How to plan a wedding when you have 0 experience in planning a wedding
First things first, don’t panic. Congrats on either being engaged, or being given this role by the engaged couple. It’s going to be a wild ride, riddled with ups and downs, and depending on how long you have to plan you might get bored at some parts, and that’s ok.
My qualifications: I have assisted in planning 1 wedding. As of when this post is live, we are 3 weeks away from the special day. So, no qualifications lol. The reason I assisted in planning was because I am the head bridesmaid, and I don’t despise planning.
Not my bride’s set up, just a stock photo
What to do when planning a wedding
Get introduced to the area. There are so many things that go into weddings, and depending on the couple, there might be details that need to be considered too. Start by exposing yourself to the free information out there. Weddings are expensive as it is, so don’t spend unnecessary cash yet, there are plenty of free resources out there.
I listened to the Unfiltered Bride Podcast. They are two people who are involved in the wedding planning industry, and definitely have good knowledge on it. They are based in the UK which helped me, but there will be other equivalents for other countries.

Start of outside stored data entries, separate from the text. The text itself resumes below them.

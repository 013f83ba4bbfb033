use burrow_core::init_logging;

mod app;
pub(crate) mod color;
mod commands;
mod table;

fn main() {
    let app = app::build_cli();
    let matches = app.get_matches();

    // Handle --no-color before any output
    if matches.get_flag("no-color") {
        color::set_no_color();
    }

    let verbose = matches.get_flag("verbose");
    init_logging(!verbose);

    if let Err(e) = commands::run_command(&matches) {
        // Error already printed to the user by the command handler.
        drop(e);
        std::process::exit(1);
    }
}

Using sources like this, are a great way to get an idea on what to expect. I learnt about the finnicky part of registrars, things to consider when accommodating guests and the complexity that exists within décor. There are wedding websites and blogs you can read, but sitting and reading something, was a lot harder for me. I could listen to the podcast on the go, in the gym and whenever, so it worked well for me.
Once you have the basics…
Once you have taken in some of the advice from the experts, you start confirming things with the couple. You should use the experts words as guidance. This is because while they are experts in the general topic of weddings, they are not experts in the couple who are getting married in front of you.
I know my bride gets overwhelmed with decisions easily. So, when I wanted her to make a decision on something, I brought her 2 options. I would’ve at least considered what I think she would like, and brought the 2 most likely contenders. This might seem manipulative, but this is why you need to personalise the ideas to the couple themselves.
I wanted my bride to feel as relaxed as possible in the planning process, as she would be able to get through the journey with minimal stress. We planned the wedding over 18 months, if she was overwhelmed at the start, it would have been a lot harder for all of us. So, tailor the advice to the couple.
Set clear boundaries
In all the excitement of planning a wedding, boundaries can get lost in the fun. But that’s how we can end up with tensions being built, and over an 18-month period that is not ideal. Weddings do bring out the insane colours in people, but having clear communicated boundaries can help minimise the tensions building.
For example, my bride wanted 2 hen parties, both of which were things if I planned alone, I would have been out of my depth. I communicated that very early on, and the bride was very understanding. There were other bridesmaids, friends and family that happily took over those parts. This meant I was able to be present for the direct wedding planning, and she could still ensure the hen parties were done to her liking.
Do’s and Don’ts
Do
Visit the venue multiple times (if possible)
Ask questions early on (planning involves a lot, which means things can be forgotten too)
Keep a check list of things to do or items to get
Consider the practical things, such as moving tables between the reception and the dance party, the practical shoes to wear, make up reapplication etc.
A practise run of hair, nails, make up, the outfit – make sure you, the bride and everyone is comfortable in what they will be wearing for 18 hours.
Reassure the bride or real her back in – weddings can bring out the worst in people. She just wants her voice heard for her day, and sometimes might need some help reevaluating things.
Have fun on the day, but remember the couple will most likely be swept off their feet, so keep them hydrated and fed
Don’t
Bring judgemental opinions unless it’s asked
Try to change the guest list last minute
Hate on the dress, especially if you were not involved in helping to pick the dress
Honestly, this has been in an insane experience. I can say wedding planning is hard, and I really have to question it for myself. I have had a great time being my friends head bridesmaid, but whoo, this was hard. Also, the wedding industry is crazy expensive, so the brides going all of it DIY, you are troopers and determined.